Mail trap messages are automatically generated by industrial systems for information and status reports. Retrieved and evaluated by a corresponding recipient they are very useful inside semi- or fully-automated infrastructures. The difference to a normal email is that there is no option to enter custom text or define a different recipient.
Information included in the Email Trap is typically only useful for the UNMS II system. The email content includes: MAC address, UPS model, UPS location, IP address, IPv6 address, Actual event as well as a .json and a .xml file in the attachment.
A valid mail account must be deposited to send mail traps.
For details, please refer to the article Configuration of a UPS in the Help Center or to the corresponding Chapter Configuring UPS in the CS141 manual
If you want to use the same account that you have already set up under "E-Mail", you can simply transfer the data using "Copy from E-Mail".
"Copy from Email" duplicates your mail account data for Mail trap services. The only manual task is confirming passwords. In case of an alternative mail account is in use, specify the according access data.
Tutorial: Email-Traps
Trap messages are a very popular way to automatically get information from a network. The concept provides that a device sends its status in the form of a standardized data packet as soon as its current status changes. Among other things, the transmitted data strongly depends on the device and its function.
The key feature of a trap message:
The type of transmission is unidirectional - the packet is sent and there is no acknowledgment of receipt. If the device can send the packet, the task is completed. Since messages are only sent when a status changes, the target program assumes that the last received status remains valid.
Especially in weaker networks or in networks where many messages of this kind are sent, this is an advantage, particularly when a large number of devices need to be monitored or the network is poorly developed.
Both the required computing power and the amount of status data inside a network can be minimized:
The CS141 is capable to send trap messages to a monitoring software like the UNMS II in order to indicate a status change of a UPS.
However, a problem may arise:
As the network grows, some segments may not be able to provide a permanent network connection for technical reasons—at least not until costly major network installation work has been completed.
Does the argument of a better connectivity justify the costs of a network implementation or is there a better solution?
With Email-Traps, the CS141 offers an interesting way to meet this situation:
The CS141 uses the e-mail function to send an according message if the system status changes - a timestamp ensures that an outdated data package will be noticed but not used for the current system status monitoring. The mail server holds the e-mail until a connection is possible - and forwards this mail to a custom e-mail address a UNMS II can access.
The UNMS II is the recipient. It will look for incoming mails and handle them like trap messages.
Note:
The advantage is the fact that local connection options can be used to ensure basic communication between a device and a monitoring system.
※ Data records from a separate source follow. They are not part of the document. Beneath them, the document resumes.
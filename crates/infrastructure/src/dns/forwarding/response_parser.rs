use super::record_type_map::RecordTypeMapper;
use dns_kraken_domain::{
    DomainError, QueryOutcome, QueryTarget, RData, ResolutionResult, ZoneRecord,
};
use hickory_proto::op::{Message, ResponseCode};
use hickory_proto::rr::Record;
use std::sync::Arc;
use tracing::debug;

pub struct ResponseParser;

impl ResponseParser {
    pub fn parse(response_bytes: &[u8]) -> Result<Message, DomainError> {
        Message::from_vec(response_bytes).map_err(|e| {
            DomainError::InvalidDnsResponse(format!("Failed to parse DNS response: {}", e))
        })
    }

    /// Turns a response into the result for `target`.
    ///
    /// Only answers of the requested type count; a CNAME chain ending in no
    /// record of that type is `NoAnswer`.
    pub fn classify(target: &QueryTarget, message: &Message) -> ResolutionResult {
        let rcode = message.response_code();

        let outcome = Self::rcode_to_outcome(rcode);
        if outcome != QueryOutcome::Success {
            debug!(target = %target, rcode = %rcode, "DNS response carried an error code");
            return ResolutionResult::failed(target.clone(), outcome);
        }

        let records: Vec<RData> = message
            .answers()
            .iter()
            .filter(|r| RecordTypeMapper::matches(r.record_type(), target.record_type()))
            .map(|r| RData::new(r.data().to_string()))
            .collect();

        debug!(
            target = %target,
            answers = message.answers().len(),
            matching = records.len(),
            truncated = message.truncated(),
            "DNS response parsed"
        );

        ResolutionResult::answered(target.clone(), records)
    }

    /// `NoError` maps to `Success`; an empty answer is decided by
    /// [`ResolutionResult::answered`].
    pub fn rcode_to_outcome(rcode: ResponseCode) -> QueryOutcome {
        match rcode {
            ResponseCode::NoError => QueryOutcome::Success,
            ResponseCode::NXDomain => QueryOutcome::Nxdomain,
            ResponseCode::Refused => QueryOutcome::Refused,
            _ => QueryOutcome::ServerFailure,
        }
    }

    pub fn zone_record(record: &Record) -> ZoneRecord {
        ZoneRecord {
            owner: Arc::from(record.name().to_string()),
            ttl: record.ttl(),
            class: Arc::from(record.dns_class().to_string()),
            record_type: Arc::from(record.record_type().to_string()),
            data: RData::new(record.data().to_string()),
        }
    }
}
The focus is set on ensuring communication - the communication speed depends on the local infrastructure that is available:
The UNMS II displays incoming information directly on arrival but can not determine when a valid e-mail arrives from a remote system.
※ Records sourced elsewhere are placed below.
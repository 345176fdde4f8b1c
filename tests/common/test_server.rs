use super::fixtures::TestZone;
use hickory_proto::op::Message;
use hickory_proto::rr::RecordType;
use hickory_proto::serialize::binary::BinEncodable;
use std::net::SocketAddr;
use std::sync::atomic::{AtomicUsize, Ordering};
use std::sync::Arc;
use tokio::io::{AsyncReadExt, AsyncWriteExt};
use tokio::net::{TcpListener, TcpStream, UdpSocket};
use tokio::task::JoinHandle;

/// Authoritative server for one [`TestZone`] on 127.0.0.1, UDP and TCP on
/// the same port. AXFR is served over TCP.
pub struct TestServer {
    addr: SocketAddr,
    queries: Arc<AtomicUsize>,
    tasks: Vec<JoinHandle<()>>,
}

impl TestServer {
    pub async fn start(zone: TestZone) -> Self {
        let zone = Arc::new(zone);
        let queries = Arc::new(AtomicUsize::new(0));

        let socket = UdpSocket::bind("127.0.0.1:0").await.unwrap();
        let addr = socket.local_addr().unwrap();
        let listener = TcpListener::bind(addr).await.unwrap();

        let tasks = vec![
            tokio::spawn(serve_udp(socket, Arc::clone(&zone), Arc::clone(&queries))),
            tokio::spawn(serve_tcp(listener, zone)),
        ];

        Self {
            addr,
            queries,
            tasks,
        }
    }

    pub fn addr(&self) -> SocketAddr {
        self.addr
    }

    pub fn port(&self) -> u16 {
        self.addr.port()
    }

    /// UDP queries answered so far.
    pub fn query_count(&self) -> usize {
        self.queries.load(Ordering::SeqCst)
    }
}

impl Drop for TestServer {
    fn drop(&mut self) {
        for task in &self.tasks {
            task.abort();
        }
    }
}

async fn serve_udp(socket: UdpSocket, zone: Arc<TestZone>, queries: Arc<AtomicUsize>) {
    let mut buf = vec![0u8; 4096];
    loop {
        let Ok((len, peer)) = socket.recv_from(&mut buf).await else {
            return;
        };
        let Ok(query) = Message::from_vec(&buf[..len]) else {
            continue;
        };
        queries.fetch_add(1, Ordering::SeqCst);
        let bytes = zone.answer(&query).to_vec().unwrap();
        let _ = socket.send_to(&bytes, peer).await;
    }
}

async fn serve_tcp(listener: TcpListener, zone: Arc<TestZone>) {
    loop {
        let Ok((stream, _)) = listener.accept().await else {
            return;
        };
        tokio::spawn(serve_connection(stream, Arc::clone(&zone)));
    }
}

async fn serve_connection(mut stream: TcpStream, zone: Arc<TestZone>) {
    let mut len_buf = [0u8; 2];
    if stream.read_exact(&mut len_buf).await.is_err() {
        return;
    }
    let mut buf = vec![0u8; usize::from(u16::from_be_bytes(len_buf))];
    if stream.read_exact(&mut buf).await.is_err() {
        return;
    }
    let Ok(query) = Message::from_vec(&buf) else {
        return;
    };

    let responses = if query.queries()[0].query_type() == RecordType::AXFR {
        zone.transfer(&query)
    } else {
        vec![zone.answer(&query)]
    };

    for response in responses {
        let bytes = response.to_vec().unwrap();
        let mut frame = (bytes.len() as u16).to_be_bytes().to_vec();
        frame.extend_from_slice(&bytes);
        if stream.write_all(&frame).await.is_err() {
            return;
        }
    }
}
use anyhow::Context;
use dns_kraken_application::ports::{DnsResolver, ZoneTransferClient};
use dns_kraken_application::use_cases::{
    DetectWildcardUseCase, DiscoveryJob, LookupRecordsUseCase, ReverseLookupUseCase, SubdomainDiscovery,
    ZoneTransferUseCase,
};
use dns_kraken_domain::{Config, ResolverOptions, RetryPolicy};
use dns_kraken_infrastructure::dns::{AxfrClient, UpstreamResolver};
use futures::Stream;
use std::sync::Arc;
use tokio_util::sync::CancellationToken;
use tracing::info;

/// Wires configuration to the use cases. Every use case gets its resolver
/// passed in; nothing is process-global.
pub struct Services {
    config: Config,
    cancel: CancellationToken,
}

impl Services {
    pub fn new(config: Config, cancel: CancellationToken) -> Self {
        Self { config, cancel }
    }

    pub fn config(&self) -> &Config {
        &self.config
    }

    pub fn cancel(&self) -> &CancellationToken {
        &self.cancel
    }

    /// Resolver for the configured nameservers, or the system ones when
    /// none are configured.
    pub async fn resolver(&self) -> anyhow::Result<Arc<dyn DnsResolver>> {
        let resolver_config = &self.config.resolver;
        let nameservers = resolver_config.nameserver_addrs()?;

        let resolver = if nameservers.is_empty() {
            UpstreamResolver::system(resolver_config.timeout())
                .await
                .context("no nameserver given and the system resolvers are unavailable")?
        } else {
            UpstreamResolver::new(ResolverOptions::new(nameservers, resolver_config.timeout()))?
        };

        info!(nameservers = ?resolver.nameservers(), "Resolver ready");
        Ok(Arc::new(resolver))
    }

    /// Resolver pinned to the external `cached_nameserver`, EDNS with DO set.
    pub fn cached_resolver(&self) -> anyhow::Result<Arc<dyn DnsResolver>> {
        let options = self.config.resolver.cached_options()?;
        Ok(Arc::new(UpstreamResolver::new(options)?))
    }

    pub fn retry_policy(&self) -> anyhow::Result<RetryPolicy> {
        Ok(self.config.discovery.retry_policy()?)
    }

    pub fn lookup_records(
        &self,
        resolver: Arc<dyn DnsResolver>,
    ) -> anyhow::Result<LookupRecordsUseCase> {
        Ok(LookupRecordsUseCase::new(resolver, self.retry_policy()?))
    }

    pub fn reverse_lookup(
        &self,
        resolver: Arc<dyn DnsResolver>,
    ) -> anyhow::Result<ReverseLookupUseCase> {
        Ok(ReverseLookupUseCase::new(resolver, self.retry_policy()?)
            .with_concurrency(self.config.ptr.concurrency)
            .with_max_hosts(self.config.ptr.max_hosts))
    }

    pub fn zone_transfer(
        &self,
        resolver: Arc<dyn DnsResolver>,
    ) -> anyhow::Result<ZoneTransferUseCase> {
        let client: Arc<dyn ZoneTransferClient> =
            Arc::new(AxfrClient::new(self.config.resolver.axfr_timeout()));
        Ok(ZoneTransferUseCase::new(resolver, client)
            .with_port(self.config.resolver.axfr_port)
            .with_retry_policy(self.retry_policy()?))
    }

    /// Wildcard detection under the discovery retry policy, each attempt
    /// bounded by the resolver timeout.
    pub fn wildcard_detector(
        &self,
        resolver: Arc<dyn DnsResolver>,
    ) -> anyhow::Result<DetectWildcardUseCase> {
        Ok(DetectWildcardUseCase::new(resolver)
            .with_samples(self.config.discovery.wildcard_samples)
            .with_retry_policy(self.retry_policy()?)
            .with_attempt_timeout(Some(self.config.resolver.timeout())))
    }

    pub fn discovery_job<S>(&self, domain: &str, candidates: S) -> anyhow::Result<DiscoveryJob<S>>
    where
        S: Stream<Item = String>,
    {
        Ok(DiscoveryJob::new(domain, candidates)?
            .with_concurrency(self.config.discovery.concurrency)?
            .with_retry_policy(self.retry_policy()?)
            .with_attempt_timeout(self.config.resolver.timeout()))
    }

    pub fn discovery(&self, resolver: Arc<dyn DnsResolver>) -> SubdomainDiscovery {
        SubdomainDiscovery::new(resolver).with_cancellation(self.cancel.clone())
    }
}
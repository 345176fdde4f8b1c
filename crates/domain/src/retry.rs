use super::{DomainError, QueryOutcome};
use std::collections::HashSet;
use std::time::Duration;

/// Retry schedule for transient query outcomes.
///
/// Attempt `k` (1-based) that ends in a retryable outcome is followed by a
/// pause of `base_delay * backoff_multiplier^(k-1)`, up to `max_attempts`
/// attempts in total.
#[derive(Debug, Clone, PartialEq)]
pub struct RetryPolicy {
    max_attempts: u32,
    base_delay: Duration,
    backoff_multiplier: f64,
    retryable_outcomes: HashSet<QueryOutcome>,
}

impl RetryPolicy {
    pub fn new(
        max_attempts: u32,
        base_delay: Duration,
        backoff_multiplier: f64,
    ) -> Result<Self, DomainError> {
        if max_attempts == 0 {
            return Err(DomainError::InvalidRetryPolicy(
                "max_attempts must be at least 1".to_string(),
            ));
        }
        if !backoff_multiplier.is_finite() || backoff_multiplier < 1.0 {
            return Err(DomainError::InvalidRetryPolicy(format!(
                "backoff_multiplier must be a finite number >= 1.0, got {backoff_multiplier}"
            )));
        }

        Ok(Self {
            max_attempts,
            base_delay,
            backoff_multiplier,
            retryable_outcomes: HashSet::from([QueryOutcome::Timeout, QueryOutcome::ServerFailure]),
        })
    }

    /// One attempt, no retries.
    pub fn no_retry() -> Self {
        Self {
            max_attempts: 1,
            base_delay: Duration::ZERO,
            backoff_multiplier: 1.0,
            retryable_outcomes: HashSet::new(),
        }
    }

    /// Replaces the set of outcomes that trigger a retry. `Success` and the
    /// absence outcomes are never retried, whatever is passed here.
    pub fn with_retryable_outcomes<I>(mut self, outcomes: I) -> Self
    where
        I: IntoIterator<Item = QueryOutcome>,
    {
        self.retryable_outcomes = outcomes
            .into_iter()
            .filter(|o| !matches!(o, QueryOutcome::Success) && !o.is_absence())
            .collect();
        self
    }

    pub fn max_attempts(&self) -> u32 {
        self.max_attempts
    }

    pub fn base_delay(&self) -> Duration {
        self.base_delay
    }

    pub fn backoff_multiplier(&self) -> f64 {
        self.backoff_multiplier
    }

    pub fn is_retryable(&self, outcome: QueryOutcome) -> bool {
        self.retryable_outcomes.contains(&outcome)
    }

    /// Whether attempt `attempt` (1-based) ending in `outcome` gets another try.
    pub fn should_retry(&self, attempt: u32, outcome: QueryOutcome) -> bool {
        attempt < self.max_attempts && self.is_retryable(outcome)
    }

    /// Pause between attempt `attempt` and `attempt + 1` (1-based).
    pub fn delay_after(&self, attempt: u32) -> Duration {
        let exponent = attempt.saturating_sub(1).min(i32::MAX as u32) as i32;
        let factor = self.backoff_multiplier.powi(exponent);
        Duration::try_from_secs_f64(self.base_delay.as_secs_f64() * factor)
            .unwrap_or(Duration::MAX)
    }
}

impl Default for RetryPolicy {
    fn default() -> Self {
        Self {
            max_attempts: 3,
            base_delay: Duration::from_millis(250),
            backoff_multiplier: 2.0,
            retryable_outcomes: HashSet::from([QueryOutcome::Timeout, QueryOutcome::ServerFailure]),
        }
    }
}
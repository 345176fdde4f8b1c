use async_trait::async_trait;
use dns_kraken_domain::{QueryTarget, ResolutionResult};

/// One logical DNS query, with every failure normalized into the result's
/// outcome.
///
/// Implementations never retry internally; retries belong to
/// [`RetryingResolver`](crate::services::RetryingResolver).
#[async_trait]
pub trait DnsResolver: Send + Sync {
    async fn resolve(&self, target: &QueryTarget) -> ResolutionResult;
}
How many mail addresses are possible with Mailtraps?
There are 2 different ways of looking at-
The mail distributor / vendor
The UNMS connects to a mailbox, downloads the mail intended for it, and deletes them from the server. A UNMS key provides two installations within a network:
Once is a blind or dummy system for the configuration work, and a "production system“. This option provides testing the configurations extensively before using on the production system via backup/restore functions. Now, if both UNMS packages access the same e-mail mailbox, the general uptime and the time of incoming e-mails will decide which of the two UNMS installations will fetch the e-mail and delete it from the e-mail server.
As a result, e-mails seem to "disappear" from the view of the productive system. The remedy here is a distribution list:
The mail server receives the mail at unms@beispieladresse.net and then distributes it to two different mail addresses:
UNMS 1 "Dummy" fetches its mails exclusively from unms1@beispieladresse.net
UNMS 2 "Production" fetches its mails exclusively from unms2@beispieladresse.net
Different mail receiver
This scenario is interesting if service contracts exist, and there is the need to receive UPS data in parallel to serving maintenance contracts:
To use this function, just configure at E-Mail to: mail1@receiver1.com,mail2@receiver2.com,....
In this way, the service provider and the customer can refer to the same data situation and plan corresponding maintenance windows together.
Which of the two possibilities should be used in this case depends on the operating scenario of the UNMS / CS141 combinations.